Stored items
-------------------------
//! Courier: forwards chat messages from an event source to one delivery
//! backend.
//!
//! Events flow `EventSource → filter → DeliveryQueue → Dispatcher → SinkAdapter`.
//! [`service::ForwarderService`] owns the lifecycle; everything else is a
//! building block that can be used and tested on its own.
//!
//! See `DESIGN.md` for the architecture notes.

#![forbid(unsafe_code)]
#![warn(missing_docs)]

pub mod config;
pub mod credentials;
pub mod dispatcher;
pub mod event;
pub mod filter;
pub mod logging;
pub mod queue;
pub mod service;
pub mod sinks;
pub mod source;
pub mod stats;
-------------------------
▸ **EXERCISE DIRECTIONS**
Take every line above where "filter" appears and copy it.

▸ **ANSWER SPACE**
//! Events flow `EventSource → filter → DeliveryQueue → Dispatcher → SinkAdapter`.
pub mod filter;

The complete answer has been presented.